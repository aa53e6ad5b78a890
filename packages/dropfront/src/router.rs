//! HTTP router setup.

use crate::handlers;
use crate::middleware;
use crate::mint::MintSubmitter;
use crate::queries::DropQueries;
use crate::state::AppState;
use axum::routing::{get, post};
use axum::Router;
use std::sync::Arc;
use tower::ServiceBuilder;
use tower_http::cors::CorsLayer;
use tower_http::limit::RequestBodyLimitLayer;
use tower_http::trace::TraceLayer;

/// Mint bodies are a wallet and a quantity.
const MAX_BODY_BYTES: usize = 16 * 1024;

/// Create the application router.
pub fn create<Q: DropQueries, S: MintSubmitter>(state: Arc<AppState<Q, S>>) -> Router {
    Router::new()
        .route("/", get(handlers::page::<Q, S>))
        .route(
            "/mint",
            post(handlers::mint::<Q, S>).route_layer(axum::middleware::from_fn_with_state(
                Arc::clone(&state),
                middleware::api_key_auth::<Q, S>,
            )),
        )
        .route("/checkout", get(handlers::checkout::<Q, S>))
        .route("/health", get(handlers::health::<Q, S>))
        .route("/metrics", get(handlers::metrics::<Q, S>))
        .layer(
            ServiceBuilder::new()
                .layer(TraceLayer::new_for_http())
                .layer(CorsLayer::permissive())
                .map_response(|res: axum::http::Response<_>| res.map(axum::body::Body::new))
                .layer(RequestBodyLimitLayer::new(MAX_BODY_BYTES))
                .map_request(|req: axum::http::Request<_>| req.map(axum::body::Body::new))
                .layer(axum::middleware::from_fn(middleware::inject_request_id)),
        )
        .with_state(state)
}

§

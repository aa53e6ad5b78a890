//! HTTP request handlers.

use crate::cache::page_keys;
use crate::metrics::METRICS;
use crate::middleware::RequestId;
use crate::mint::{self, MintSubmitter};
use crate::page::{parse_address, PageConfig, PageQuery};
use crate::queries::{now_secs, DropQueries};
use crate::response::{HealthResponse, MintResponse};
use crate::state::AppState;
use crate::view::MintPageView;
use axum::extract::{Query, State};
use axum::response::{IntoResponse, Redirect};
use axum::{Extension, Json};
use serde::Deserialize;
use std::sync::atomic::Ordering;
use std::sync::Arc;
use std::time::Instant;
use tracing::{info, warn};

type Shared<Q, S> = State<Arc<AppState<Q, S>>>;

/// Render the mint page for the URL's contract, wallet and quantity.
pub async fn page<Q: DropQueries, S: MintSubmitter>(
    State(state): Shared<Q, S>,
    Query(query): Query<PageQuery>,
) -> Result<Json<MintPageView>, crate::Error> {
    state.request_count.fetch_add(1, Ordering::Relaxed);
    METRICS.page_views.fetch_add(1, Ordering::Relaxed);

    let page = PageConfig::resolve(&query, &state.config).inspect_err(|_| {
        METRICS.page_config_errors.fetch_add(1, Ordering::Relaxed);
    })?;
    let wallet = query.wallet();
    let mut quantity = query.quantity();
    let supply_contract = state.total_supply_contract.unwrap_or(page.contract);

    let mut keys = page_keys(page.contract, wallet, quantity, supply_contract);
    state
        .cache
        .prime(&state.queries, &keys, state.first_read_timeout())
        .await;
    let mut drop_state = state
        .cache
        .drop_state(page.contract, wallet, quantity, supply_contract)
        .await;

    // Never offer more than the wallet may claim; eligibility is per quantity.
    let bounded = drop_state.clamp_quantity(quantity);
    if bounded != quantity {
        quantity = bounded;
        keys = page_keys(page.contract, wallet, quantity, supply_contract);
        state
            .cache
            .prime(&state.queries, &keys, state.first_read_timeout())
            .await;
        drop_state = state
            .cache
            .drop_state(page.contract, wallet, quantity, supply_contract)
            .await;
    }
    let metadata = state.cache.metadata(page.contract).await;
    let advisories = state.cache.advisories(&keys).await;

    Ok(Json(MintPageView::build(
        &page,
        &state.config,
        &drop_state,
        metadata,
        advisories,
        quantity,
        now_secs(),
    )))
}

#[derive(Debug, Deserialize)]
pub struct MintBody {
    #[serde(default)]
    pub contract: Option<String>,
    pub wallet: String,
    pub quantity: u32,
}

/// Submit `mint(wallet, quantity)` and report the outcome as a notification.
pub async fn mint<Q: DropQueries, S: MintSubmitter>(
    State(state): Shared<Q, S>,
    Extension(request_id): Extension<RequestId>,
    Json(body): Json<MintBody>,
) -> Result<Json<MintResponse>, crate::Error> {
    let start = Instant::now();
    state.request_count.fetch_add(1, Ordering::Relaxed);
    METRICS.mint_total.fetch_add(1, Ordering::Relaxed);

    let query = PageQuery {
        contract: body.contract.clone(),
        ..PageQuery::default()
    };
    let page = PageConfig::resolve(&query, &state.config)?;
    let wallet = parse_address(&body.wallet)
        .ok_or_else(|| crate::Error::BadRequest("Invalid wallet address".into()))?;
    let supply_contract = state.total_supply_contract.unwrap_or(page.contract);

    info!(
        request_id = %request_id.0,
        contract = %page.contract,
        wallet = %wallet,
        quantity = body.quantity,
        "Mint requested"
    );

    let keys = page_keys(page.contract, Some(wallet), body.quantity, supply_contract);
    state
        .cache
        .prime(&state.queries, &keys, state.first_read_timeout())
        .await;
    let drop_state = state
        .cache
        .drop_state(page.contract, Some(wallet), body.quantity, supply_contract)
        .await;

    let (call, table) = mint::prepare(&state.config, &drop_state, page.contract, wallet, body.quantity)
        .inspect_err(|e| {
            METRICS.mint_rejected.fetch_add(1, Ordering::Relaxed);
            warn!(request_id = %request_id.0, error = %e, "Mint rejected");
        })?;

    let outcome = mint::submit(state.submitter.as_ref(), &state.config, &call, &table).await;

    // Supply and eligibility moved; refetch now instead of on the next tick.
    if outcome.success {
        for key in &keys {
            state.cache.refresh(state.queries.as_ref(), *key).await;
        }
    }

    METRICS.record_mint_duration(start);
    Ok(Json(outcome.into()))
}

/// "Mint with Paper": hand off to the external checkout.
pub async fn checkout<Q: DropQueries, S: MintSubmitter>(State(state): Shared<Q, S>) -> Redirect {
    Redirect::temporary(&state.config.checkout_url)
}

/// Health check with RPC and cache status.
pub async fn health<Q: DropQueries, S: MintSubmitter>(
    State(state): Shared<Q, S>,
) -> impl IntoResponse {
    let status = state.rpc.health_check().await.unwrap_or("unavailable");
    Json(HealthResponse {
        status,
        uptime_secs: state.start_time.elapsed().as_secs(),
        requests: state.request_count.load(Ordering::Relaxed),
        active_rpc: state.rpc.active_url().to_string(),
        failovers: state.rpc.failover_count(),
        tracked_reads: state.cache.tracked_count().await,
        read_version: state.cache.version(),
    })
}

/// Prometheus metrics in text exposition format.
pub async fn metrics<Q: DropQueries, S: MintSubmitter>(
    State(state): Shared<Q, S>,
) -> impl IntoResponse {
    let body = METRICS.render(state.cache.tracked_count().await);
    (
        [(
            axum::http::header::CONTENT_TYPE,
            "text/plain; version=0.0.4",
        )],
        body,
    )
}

§

» **Aim of the task**: Using the material above, state how many lines carry the word "text", giving the number alone.

» **Response**: 2